La voix grondeuse de « Stefanille » réclamant, avec son furieux accent espagnol, du silence au nom de la Reine souffrant de la tête, mit fin à l’entretien. Le ballet des femmes de chambre reprit dans une atmosphère digne d’un couvent troublé parfois – oh, à peine ! – par un soupir. Etant donné les nouveaux ordres, il n’y eut pas de grandes entrées ce matin-là et quand la toilette fut achevée, on fut tout droit entendre la messe, après quoi Anne d’Autriche déjeuna seule, son époux étant parti tôt le matin chasser à Saint-Germain. Pas une seule fois elle n’avait adressé la parole à Marie – aux autres non plus d’ailleurs – et celle-ci, n’ayant plus de charge officielle, choisit d’écourter sa visite. Elle savait bien que l’humeur sombre de la Reine ne durerait que jusqu’au moment où elle remarquerait l’absence de son amie et en sentirait le manque. On allait sans doute prier beaucoup dans les heures à venir et Marie, peu portée sur la religion, n’avait pas la moindre envie d’y prendre part. Elle s’éclipsa discrètement suivie des yeux par l’escadron envieux des filles d’honneur qui osaient à peine respirer…

Pour essayer d’en apprendre davantage sur les événements de la nuit, elle descendit chez la Reine-mère mais n’y trouva que sa dame d’honneur, Mme de Guercheville : Sa Majesté était allée visiter le chantier du palais qu’elle se faisait construire sur la rive gauche de la Seine en compagnie de son chancelier, autrement dit le tout nouveau cardinal de Richelieu. La présence de ce personnage en qui elle devinait une force contraire n’enchantait pas Marie, mais Mme de Guercheville ayant ajouté que Sa Majesté était d’une humeur charmante, elle décida d’aller la rejoindre, rentra à l’hôtel de Chevreuse par les jardins, commanda son carrosse, laissa Elen assise au coin du feu rêver sur une broderie qui n’avait guère avancé depuis la veille, demanda Malleville, ne le trouva pas – il s’absentait souvent ces temps-ci et elle se promit de lui en toucher un mot dès qu’elle pourrait mettre la main sur lui ! –, et finalement partit pour s’en aller visiter ce qui promettait d’être la plus belle résidence de Paris[11].

Il y avait déjà un moment qu’elle était en construction.

Lorsqu’elle s’était retrouvée veuve en 1610, Marie de Médicis s’était préoccupée de se procurer un logement à elle, plus commode que le vieux Louvre dont elle s’était arrangée tant bien que mal, et surtout plus champêtre et mieux aéré. Son choix s’était porté sur la propriété du duc de Luxembourg rue du Vaux-Girard, qu’elle convainquit assez aisément le Duc de lui vendre. Cet hôtel était pourvu d’un joli jardin mais celui-ci, comme d’ailleurs le bâtiment, lui paraissant insuffisant, elle se mit en devoir d’agrandir son pré carré en achetant toutes les terres qu’elle put trouver autour, après quoi elle envoya un courrier à la grande-duchesse de Toscane, sa tante, pour la prier de lui faire relever les plans du cher palais Pitti, à Florence, où elle avait passé son enfance. Ceux-ci furent remis à l’architecte en vogue du moment, le grand Salomon de Brosse, petit-neveu d’Androuet du Cerceau que la Reine-mère avait déjà employé pour son château de Montceaux en Brie et qui achevait le château de Coulommiers tout en exécutant les plans du parlement de Bretagne à Rennes.

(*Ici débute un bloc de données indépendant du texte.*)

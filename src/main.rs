use anyhow::{Context, Result};
use clap::Parser;
use std::sync::Arc;
use std::time::Duration;
use tokio_util::sync::CancellationToken;
use tracing::info;
use tracing_subscriber::filter::{EnvFilter, LevelFilter};

mod config;
mod media;
mod scratch;
mod server;
mod utils;

use config::Config;
use media::{Ffmpeg, HttpFetcher, MediaService, YtDlp};
use scratch::{Janitor, ScratchDir};

#[derive(Parser, Debug)]
#[command(author, version, about, long_about = None)]
struct Args {
    /// Path to the config file
    #[arg(short, long)]
    config: Option<String>,

    /// Port to listen on, overrides the config file and PORT
    #[arg(short, long)]
    port: Option<u16>,
}

fn get_config_path(args: &Args) -> Option<String> {
    if let Some(path) = &args.config {
        return Some(path.clone());
    }

    if let Ok(path) = std::env::var("CONFIG_FILE") {
        return Some(path);
    }

    if let Ok(xdg_config_home) = std::env::var("XDG_CONFIG_HOME") {
        let config_path = format!("{}/clipgrab/config.toml", xdg_config_home);
        if std::path::Path::new(&config_path).exists() {
            return Some(config_path);
        }
    }

    if let Some(home) = dirs::home_dir() {
        let config_path = format!("{}/.config/clipgrab/config.toml", home.display());
        if std::path::Path::new(&config_path).exists() {
            return Some(config_path);
        }
    }

    None
}

fn load_config(args: &Args) -> Result<Config> {
    let mut config = match get_config_path(args) {
        Some(path) => Config::from_file(&path)
            .with_context(|| format!("Failed to load config from {}", path))?,
        None => Config::default(),
    };
    config.apply_env();
    if let Some(port) = args.port {
        config.server.port = port;
    }
    Ok(config)
}

#[tokio::main]
async fn main() -> Result<()> {
    let args = Args::parse();
    let config = load_config(&args)?;

    let env_filter = EnvFilter::builder()
        .with_default_directive(LevelFilter::INFO.into())
        .from_env_lossy();

    if config.get_logging_format() == "json" {
        tracing_subscriber::fmt()
            .json()
            .with_env_filter(env_filter)
            .init();
    } else {
        tracing_subscriber::fmt().with_env_filter(env_filter).init();
    }

    info!("Starting clipgrab...");
    match get_config_path(&args) {
        Some(path) => info!("Loaded config from: {}", path),
        None => info!("No config file found, using defaults"),
    }

    let scratch = ScratchDir::init(&config.scratch.dir).with_context(|| {
        format!(
            "Failed to create scratch directory {}",
            config.scratch.dir.display()
        )
    })?;

    let ytdlp = YtDlp::new(
        &config.tools.yt_dlp,
        Duration::from_secs(config.tools.metadata_timeout_secs),
    );
    let ffmpeg = Ffmpeg::new(
        &config.tools.ffmpeg,
        Duration::from_secs(config.tools.encoder_timeout_secs),
    );
    ytdlp.test_availability().await;
    ffmpeg.test_availability().await;

    let fetcher = HttpFetcher::new(&config.http).context("Failed to build HTTP client")?;
    let media = MediaService::new(
        Arc::new(ytdlp),
        Arc::new(fetcher),
        Arc::new(ffmpeg),
        scratch.clone(),
    );

    let shutdown = CancellationToken::new();
    let janitor = Janitor::new(
        scratch.path(),
        config.scratch.max_age(),
        config.scratch.sweep_interval(),
    )
    .spawn(shutdown.clone());

    let app = server::router(
        server::AppState {
            media: Arc::new(media),
        },
        &config.server,
    );
    let result = server::serve(app, &config.bind_addr()).await;

    shutdown.cancel();
    if let Err(e) = janitor.await {
        tracing::warn!("Janitor task ended abnormally: {}", e);
    }
    info!("clipgrab stopped");

    result
}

Salomon de Brosse sut adapter le modèle proposé aux traditions purement françaises et, le 2 avril 1615, Marie de Médicis posait glorieusement la première pierre accompagnée de trois médailles d’or et de trois médailles d’argent tandis que pour mieux surveiller les travaux l’architecte s’installait avec son fils Paul dans l’ancien hôtel ducal, déjà rebaptisé Petit-Luxembourg[12].

Malheureusement la construction eut à pâtir des démêlés entre la Reine-mère et Louis XIII et, durant leurs « guerres », les travaux furent complètement arrêtés trois ans. A présent la propriétaire entendait les mener tambour battant afin que son beau palais fût le symbole de sa « gloire » retrouvée et d’une puissance qu’elle espérait reconquérir entièrement sur son fils.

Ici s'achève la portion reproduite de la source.